Alguém gritou por trás de nós que a ambulância vinha a caminho. E enquanto que algumas pessoas tentavam acalmar o homem e perceber que raio se passava com ele, um segundo grupo, liderado por mim, tentou improvisar um recipiente para se guardar as mãos dele até aparecer ajuda profissional. Usámos uma geleira de campismo que se encontrava em promoção e na qual colocámos algumas postas de bacalhau ultra-congelado Ribeiralves, bem como duas pizzas Marco Bellini e um pacote de meio quilo de gelado Haagen-Daz (Strawberry Cheesecake, um dos meus preferidos). As mãos estavam agora em boas mãos (figurativamente falando, claro).
Os funcionários do Pingo Doce conseguiram acalmar o homem dizendo-lhe que se ele continuasse a espernear como uma barata virada de costas ainda lhe caía a cabeça também. Uma estratégia dotada de alguma insensibilidade, achei. Todavia, eficaz.
A ambulância chegou finalmente. Assim que olhou para o sucedido, o funcionário do INEM coçou a cabeça e confidenciou-nos que já era o quinto caso daquela misteriosa “lepra instantânea” que havia atendido só naquela tarde. Disse-nos “Isto já não há nada a fazer, se for como os outros! Agora vão cair as pernas, os braços, a cabeça e o tórax vai-se abrir! Quando chegar ao hospital vai ser apenas um coração a bater… e por pouco tempo!”. Em seguida perguntou se podia ficar com a geleira pois ia acampar na semana seguinte e aquilo dava-lhe jeito.

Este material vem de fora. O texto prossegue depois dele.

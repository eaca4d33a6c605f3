//! Filesystem-based locking for cross-process coordination
//!
//! A service holds an exclusive flock() on `<store>/.lock` from initialize to dispose, so
//! two processes (or two services in one process) never open the same shard directories.

use crate::error::StoreError;
use anyhow::{Context, Result};
use fs2::FileExt;
use std::fs::{self, File};
use std::path::{Path, PathBuf};
use std::time::{Duration, Instant};

pub const LOCK_FILE: &str = ".lock";

/// Guard that holds an exclusive filesystem lock on a store directory
///
/// The lock is released when this guard is dropped. If the process crashes, the OS
/// releases the flock.
pub struct StoreLock {
    _file: File,
    path: PathBuf,
}

impl StoreLock {
    /// Try to acquire the lock, non-blocking
    ///
    /// Returns:
    /// - `Ok(Some(guard))` if the lock was acquired
    /// - `Ok(None)` if another holder has it
    /// - `Err(...)` on IO errors
    pub fn try_acquire(store_dir: &Path) -> Result<Option<Self>> {
        let lock_path = store_dir.join(LOCK_FILE);

        tracing::debug!("Attempting to acquire store lock {:?}", lock_path);

        fs::create_dir_all(store_dir).context("Failed to create store directory")?;
        let file = File::create(&lock_path).context("Failed to create lock file")?;

        match file.try_lock_exclusive() {
            Ok(()) => {
                tracing::debug!("Acquired store lock {:?}", lock_path);
                Ok(Some(Self {
                    _file: file,
                    path: lock_path,
                }))
            }
            Err(e) if e.kind() == std::io::ErrorKind::WouldBlock => {
                tracing::debug!("Store lock {:?} is held elsewhere", lock_path);
                Ok(None)
            }
            Err(e) => Err(e).context("Failed to acquire store lock"),
        }
    }

    /// Acquire the lock or fail with [`StoreError::Locked`]
    pub fn acquire(store_dir: &Path) -> Result<Self> {
        Self::try_acquire(store_dir)?
            .ok_or_else(|| StoreError::Locked(store_dir.display().to_string()).into())
    }

    /// Acquire the lock, polling until `timeout` expires
    pub fn acquire_blocking(store_dir: &Path, timeout: Duration) -> Result<Option<Self>> {
        let start = Instant::now();
        let sleep_interval = Duration::from_millis(100);

        tracing::info!(
            "Waiting for store lock on {} (timeout: {:?})",
            store_dir.display(),
            timeout
        );

        loop {
            if let Some(guard) = Self::try_acquire(store_dir)? {
                tracing::info!("Acquired store lock after {:?}", start.elapsed());
                return Ok(Some(guard));
            }
            if start.elapsed() >= timeout {
                tracing::warn!(
                    "Timeout waiting for store lock on {} after {:?}",
                    store_dir.display(),
                    timeout
                );
                return Ok(None);
            }
            std::thread::sleep(sleep_interval);
        }
    }

    pub fn path(&self) -> &Path {
        &self.path
    }
}

impl Drop for StoreLock {
    fn drop(&mut self) {
        // The file is kept for reuse; closing it releases the flock
        tracing::debug!("Releasing store lock {:?}", self.path);
    }
}
//! Backend selection: capability probing in priority order with fallback

use super::{
    BackendKind, EmbeddingBackend, FastEmbedBackend, HashingBackend, HostedBackend, ProbeResult,
    RemoteBackend,
};
use crate::config::Config;
use crate::error::{ConfigError, EmbeddingError, SeekError};
use std::str::FromStr;
use std::time::Duration;
use tokio_util::sync::CancellationToken;

/// Requested backend
#[derive(Debug, Clone, Copy, PartialEq, Eq, Default)]
pub enum BackendChoice {
    /// Probe in priority order and take the first that initializes
    #[default]
    Auto,
    /// Use exactly this backend or fail
    Explicit(BackendKind),
}

impl FromStr for BackendChoice {
    type Err = SeekError;

    fn from_str(s: &str) -> Result<Self, Self::Err> {
        match s.trim().to_lowercase().as_str() {
            "auto" => Ok(BackendChoice::Auto),
            "local" | "fastembed" => Ok(BackendChoice::Explicit(BackendKind::Local)),
            "remote" | "ollama" => Ok(BackendChoice::Explicit(BackendKind::Remote)),
            "hosted" | "openai" => Ok(BackendChoice::Explicit(BackendKind::Hosted)),
            "cpu" => Ok(BackendChoice::Explicit(BackendKind::Cpu)),
            other => Err(ConfigError::UnknownBackend(other.to_string()).into()),
        }
    }
}

/// Initialization order derived from probe results
#[derive(Debug, Clone, PartialEq, Eq)]
pub struct SelectionPlan {
    pub order: Vec<BackendKind>,
    /// Backends left out, with the probe detail
    pub skipped: Vec<(BackendKind, String)>,
}

/// Decide which backends to try, in order, from a set of probe results
///
/// Auto mode keeps every available backend sorted by priority. An explicit choice yields
/// exactly that backend, or a configuration error when its probe failed or it was never
/// probed.
pub fn plan_selection(
    choice: BackendChoice,
    probes: &[(BackendKind, ProbeResult)],
) -> Result<SelectionPlan, SeekError> {
    match choice {
        BackendChoice::Auto => {
            let mut sorted: Vec<&(BackendKind, ProbeResult)> = probes.iter().collect();
            sorted.sort_by_key(|(kind, _)| kind.priority());

            let mut plan = SelectionPlan {
                order: Vec::new(),
                skipped: Vec::new(),
            };
            for (kind, probe) in sorted {
                if probe.available {
                    plan.order.push(*kind);
                } else {
                    plan.skipped.push((*kind, probe.detail.clone()));
                }
            }
            Ok(plan)
        }
        BackendChoice::Explicit(requested) => {
            match probes.iter().find(|(kind, _)| *kind == requested) {
                Some((_, probe)) if probe.available => Ok(SelectionPlan {
                    order: vec![requested],
                    skipped: Vec::new(),
                }),
                Some((_, probe)) => Err(ConfigError::BackendUnavailable {
                    backend: requested.to_string(),
                    reason: probe.detail.clone(),
                }
                .into()),
                None => Err(ConfigError::BackendUnavailable {
                    backend: requested.to_string(),
                    reason: "backend is not configured".to_string(),
                }
                .into()),
            }
        }
    }
}

/// First backend the plan would initialize
pub fn select_from_probes(
    choice: BackendChoice,
    probes: &[(BackendKind, ProbeResult)],
) -> Result<BackendKind, SeekError> {
    plan_selection(choice, probes)?
        .order
        .first()
        .copied()
        .ok_or_else(|| {
            EmbeddingError::Unavailable {
                backend: "auto".to_string(),
                reason: "no embedding backend is available".to_string(),
            }
            .into()
        })
}

/// Every backend the configuration can describe, in priority order
///
/// The hosted API only probes available when `embedding.hosted_enabled` is set or it is the
/// explicitly requested backend, so auto mode never sends code off the machine on its own.
pub fn build_candidates(config: &Config) -> anyhow::Result<Vec<Box<dyn EmbeddingBackend>>> {
    let embedding = &config.embedding;
    let timeout = Duration::from_secs(embedding.timeout_secs);
    let hosted_requested = matches!(
        config.backend_choice(),
        Ok(BackendChoice::Explicit(BackendKind::Hosted))
    );
    Ok(vec![
        Box::new(FastEmbedBackend::new(
            embedding.model_name.clone(),
            embedding.cache_dir.clone(),
            embedding.batch_size,
            timeout,
        )),
        Box::new(RemoteBackend::new(
            embedding.remote_url.clone(),
            embedding.remote_model.clone(),
            embedding.batch_size,
            timeout,
        )?),
        Box::new(HostedBackend::new(
            embedding.hosted_url.clone(),
            embedding.hosted_model.clone(),
            embedding.hosted_api_key_env.clone(),
            embedding.batch_size,
            timeout,
        )
        .with_enabled(embedding.hosted_enabled || hosted_requested)),
        Box::new(HashingBackend::new(embedding.cpu_dimension)),
    ])
}

/// Probe and initialize candidates in priority order
///
/// Each candidate is probed only when every higher-priority one was skipped or failed. In
/// auto mode an unavailable or failing backend falls through to the next one; an explicit
/// choice fails with a configuration error instead. Cancellation aborts the whole selection.
pub async fn select_backend(
    candidates: Vec<Box<dyn EmbeddingBackend>>,
    choice: BackendChoice,
    cancel: &CancellationToken,
) -> Result<Box<dyn EmbeddingBackend>, SeekError> {
    let mut candidates = candidates;
    candidates.sort_by_key(|backend| backend.kind().priority());
    if let BackendChoice::Explicit(kind) = choice {
        candidates.retain(|backend| backend.kind() == kind);
        if candidates.is_empty() {
            return Err(ConfigError::BackendUnavailable {
                backend: kind.to_string(),
                reason: "backend is not configured".to_string(),
            }
            .into());
        }
    }

    let mut last_error = None;
    for mut backend in candidates {
        if cancel.is_cancelled() {
            return Err(EmbeddingError::Cancelled.into());
        }
        let kind = backend.kind();

        let probe = backend.probe().await;
        tracing::debug!("Probe {}: available={} ({})", kind, probe.available, probe.detail);
        if !probe.available {
            if let BackendChoice::Explicit(_) = choice {
                return Err(ConfigError::BackendUnavailable {
                    backend: kind.to_string(),
                    reason: probe.detail,
                }
                .into());
            }
            tracing::info!("Skipping {} embedding backend: {}", kind, probe.detail);
            continue;
        }

        match backend.initialize(cancel).await {
            Ok(()) => {
                tracing::info!(
                    "Selected {} embedding backend ({}, {}d)",
                    kind,
                    backend.model_name(),
                    backend.dimension()
                );
                return Ok(backend);
            }
            Err(e) => {
                let err = SeekError::from(e);
                if matches!(err, SeekError::Embedding(EmbeddingError::Cancelled)) {
                    return Err(err);
                }
                if let BackendChoice::Explicit(_) = choice {
                    return Err(ConfigError::BackendUnavailable {
                        backend: kind.to_string(),
                        reason: err.to_string(),
                    }
                    .into());
                }
                tracing::warn!("{} embedding backend failed to initialize: {}", kind, err);
                last_error = Some(err);
            }
        }
    }

    Err(EmbeddingError::Unavailable {
        backend: "auto".to_string(),
        reason: last_error
            .map(|e| e.to_string())
            .unwrap_or_else(|| "no embedding backend is available".to_string()),
    }
    .into())
}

O homem foi metido na ambulância, juntamente com os seus membros conservados no recipiente que o enfermeiro cada vez mais admirava, e zarparam em alta velocidade para o hospital de Santa Maria.
Nós, que ficámos para trás, permanecemos calados durante um bocado. Ouviam-se as esfregonas das funcionárias a ensopar o sangue do chão, provavelmente para o cheiro não excitar ainda mais os seguranças.
E fizemos aquilo que fazemos normalmente. Aviámo-nos das nossas compras, pagámos e fomos embora.
Ninguém apresentou queixa, ninguém reclamou, ninguém falou mais sobre o assunto. Foi como se tivesse ocorrido um linchamento do qual ninguém queria ser responsabilizando. Uma daquelas situações que vemos a acontecerem, mas da qual só mais tarde tomamos consciência.
Saí, meti-me no carro com as minhas compras, e fui para casa.
Era capaz de jurar que vi uma ambulância parada na esquina seguinte e um enfermeiro encostado à porta a saborear um gelado da Haagen-Dazs enquanto observava o pôr-do-sol na Avenida Lusíada. Mas achei que talvez fosse apenas uma grande coincidência.
E sabe Deus o que aconteceu às pizzas Marco Bellini e às postas de bacalhau Ribeiralves…

Moral da História: estes casos de lepra instantânea são muito raros. Se algo semelhante lhe acontecer num supermercado, dirija-se imediatamente para a secção de congelados.